**Directions:** Every line below that holds "propeller" must be copied.
(Input records)
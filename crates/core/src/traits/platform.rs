//! Hardware collaborator traits consumed by the self-test sequencer.
//!
//! All calls are synchronous and assumed reliable; the sequencer never
//! retries or checks for failure.

use crate::health::MotorTestProfile;

/// Accelerometer sampling mode
#[derive(Debug, Clone, Copy, PartialEq, Eq, Default)]
pub enum AccelMode {
    /// Normal filtered flight configuration
    #[default]
    Flight,
    /// Unfiltered configuration used while measuring propeller vibration
    PropTest,
}

/// Motor actuation
pub trait MotorActuator {
    /// Set the PWM ratio of one motor (0 = off, `u16::MAX` = full)
    fn set_ratio(&mut self, motor: usize, ratio: u16);

    /// Stop all motors
    fn stop_all(&mut self);

    /// Drive one motor as a buzzer
    ///
    /// # Arguments
    ///
    /// * `motor` - Zero-based motor index
    /// * `enable` - Start (`true`) or stop (`false`) the tone
    /// * `frequency_hz` - Tone frequency
    /// * `ratio` - PWM ratio of the tone (loudness)
    fn beep(&mut self, motor: usize, enable: bool, frequency_hz: u16, ratio: u16);
}

/// Accelerometer mode switching
///
/// Samples are handed to the sequencer on every tick by the caller; this
/// trait only covers the configuration side.
pub trait Accelerometer {
    fn set_mode(&mut self, mode: AccelMode);
}

/// Battery voltage readout
pub trait PowerMonitor {
    /// Current battery voltage (V)
    fn battery_voltage(&self) -> f32;
}

/// Per-motor test profile lookup
pub trait MotorTestProfiles {
    fn health_test_profile(&self, motor: usize) -> MotorTestProfile;
}

/// Everything the sequencer needs from the platform
///
/// Implemented automatically for any type providing all four collaborators.
pub trait HealthPlatform: MotorActuator + Accelerometer + PowerMonitor + MotorTestProfiles {}

impl<T> HealthPlatform for T where T: MotorActuator + Accelerometer + PowerMonitor + MotorTestProfiles {}
//! Log output for self-test events
//!
//! Failures are warnings, verdicts and milestones are info, raw
//! measurements are debug.

use flight_health_core::health::{HealthEvent, PropTestVerdict};

/// Log level chosen for an event
#[derive(Debug, Clone, Copy, PartialEq, Eq)]
pub enum Severity {
    Debug,
    Info,
    Warn,
}

/// Level at which `event` is logged
pub fn severity(event: &HealthEvent) -> Severity {
    match event {
        HealthEvent::NoiseFloorMeasured(_) | HealthEvent::MotorMeasured { .. } => Severity::Debug,
        HealthEvent::PropTestEvaluated {
            verdict: PropTestVerdict::Fail,
            ..
        } => Severity::Warn,
        HealthEvent::PropTestComplete { failed, .. } if *failed > 0 => Severity::Warn,
        HealthEvent::BatteryTestEvaluated { pass: false, .. } => Severity::Warn,
        _ => Severity::Info,
    }
}

/// Log one event at the level given by [`severity`], returning that level
pub fn report_event(event: &HealthEvent) -> Severity {
    let level = severity(event);
    match level {
        Severity::Debug => report_measurement(event),
        Severity::Info => report_progress(event),
        Severity::Warn => report_failure(event),
    }
    level
}

fn report_measurement(event: &HealthEvent) {
    match *event {
        HealthEvent::NoiseFloorMeasured(v) => {
            crate::log_debug!("Health: noise floor var x={} y={} z={}", v.x, v.y, v.z);
        }
        HealthEvent::MotorMeasured {
            motor,
            variance,
            voltage_sag,
        } => {
            crate::log_debug!(
                "Health: M{} var x={} y={} z={}, sag {} V",
                motor + 1,
                variance.x,
                variance.y,
                variance.z,
                voltage_sag
            );
        }
        _ => {}
    }
}

fn report_progress(event: &HealthEvent) {
    match *event {
        HealthEvent::PropTestStarted { idle_voltage } => {
            crate::log_info!("Health: propeller test started, idle {} V", idle_voltage);
        }
        HealthEvent::PropTestEvaluated {
            motor,
            verdict: PropTestVerdict::NoThreshold,
            value,
            ..
        } => {
            crate::log_info!("Health: M{} not checked, var {}", motor + 1, value);
        }
        HealthEvent::PropTestEvaluated {
            motor,
            value,
            threshold,
            ..
        } => {
            crate::log_info!("Health: M{} OK, var {} < {}", motor + 1, value, threshold);
        }
        HealthEvent::PropTestComplete { .. } => {
            crate::log_info!("Health: propeller test done, all motors passed");
        }
        HealthEvent::BatteryTestEvaluated {
            idle_voltage, sag, ..
        } => {
            crate::log_info!("Health: battery OK, idle {} V, sag {} V", idle_voltage, sag);
        }
        HealthEvent::BatterySoakReport { idle_voltage, sag } => {
            crate::log_info!("Health: soak idle {} V, sag {} V", idle_voltage, sag);
        }
        _ => {}
    }
}

fn report_failure(event: &HealthEvent) {
    match *event {
        HealthEvent::PropTestEvaluated {
            motor,
            value,
            threshold,
            ..
        } => {
            crate::log_warn!(
                "Health: M{} FAILED, var {} outside (0, {})",
                motor + 1,
                value,
                threshold
            );
        }
        HealthEvent::PropTestComplete { motor_pass, failed } => {
            crate::log_warn!(
                "Health: propeller test done, {} motor(s) failed, pass mask {}",
                failed,
                motor_pass.bits()
            );
        }
        HealthEvent::BatteryTestEvaluated {
            idle_voltage,
            sag,
            threshold,
            ..
        } => {
            crate::log_warn!(
                "Health: battery sag {} V exceeds {} V (idle {} V)",
                sag,
                threshold,
                idle_voltage
            );
        }
        _ => {}
    }
}

/// Log every event of one step, in order
pub fn report_events(events: &[HealthEvent]) {
    for event in events {
        let _ = report_event(event);
    }
}

#[cfg(test)]
mod tests {
    use super::*;
    use flight_health_core::health::{AxisVariance, MotorMask};

    fn all_events() -> [HealthEvent; 7] {
        [
            HealthEvent::PropTestStarted { idle_voltage: 4.1 },
            HealthEvent::NoiseFloorMeasured(AxisVariance::default()),
            HealthEvent::MotorMeasured {
                motor: 0,
                variance: AxisVariance { x: 0.2, y: 0.3, z: 0.1 },
                voltage_sag: 0.2,
            },
            HealthEvent::PropTestEvaluated {
                motor: 0,
                verdict: PropTestVerdict::Pass,
                value: 0.5,
                threshold: 2.5,
            },
            HealthEvent::PropTestComplete {
                motor_pass: MotorMask::all(),
                failed: 0,
            },
            HealthEvent::BatteryTestEvaluated {
                idle_voltage: 4.2,
                sag: 0.3,
                threshold: 0.95,
                pass: true,
            },
            HealthEvent::BatterySoakReport {
                idle_voltage: 4.2,
                sag: 0.3,
            },
        ]
    }

    #[test]
    fn test_measurements_are_debug() {
        let events = all_events();
        assert_eq!(severity(&events[1]), Severity::Debug);
        assert_eq!(severity(&events[2]), Severity::Debug);
    }

    #[test]
    fn test_passes_are_info() {
        let events = all_events();
        for index in [0, 3, 4, 5, 6] {
            assert_eq!(severity(&events[index]), Severity::Info);
        }

        let unchecked = HealthEvent::PropTestEvaluated {
            motor: 2,
            verdict: PropTestVerdict::NoThreshold,
            value: 9.0,
            threshold: 0.0,
        };
        assert_eq!(severity(&unchecked), Severity::Info);
    }

    #[test]
    fn test_failures_are_warnings() {
        let motor_fail = HealthEvent::PropTestEvaluated {
            motor: 1,
            verdict: PropTestVerdict::Fail,
            value: 3.0,
            threshold: 2.5,
        };
        let run_fail = HealthEvent::PropTestComplete {
            motor_pass: MotorMask::M1,
            failed: 3,
        };
        let battery_fail = HealthEvent::BatteryTestEvaluated {
            idle_voltage: 4.2,
            sag: 1.1,
            threshold: 0.95,
            pass: false,
        };

        assert_eq!(severity(&motor_fail), Severity::Warn);
        assert_eq!(severity(&run_fail), Severity::Warn);
        assert_eq!(severity(&battery_fail), Severity::Warn);
    }

    #[test]
    fn test_report_logs_at_severity_level() {
        let weak_battery = HealthEvent::BatteryTestEvaluated {
            idle_voltage: 4.2,
            sag: 1.1,
            threshold: 0.95,
            pass: false,
        };
        assert_eq!(report_event(&weak_battery), Severity::Warn);

        let events = all_events();
        assert_eq!(report_event(&events[2]), Severity::Debug);
        for event in &events {
            assert_eq!(report_event(event), severity(event));
        }
        report_events(&events);
    }
}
(End Input records)
**Completed exercise:**
    /// Unfiltered configuration used while measuring propeller vibration
            crate::log_info!("Health: propeller test started, idle {} V", idle_voltage);
            crate::log_info!("Health: propeller test done, all motors passed");
                "Health: propeller test done, {} motor(s) failed, pass mask {}",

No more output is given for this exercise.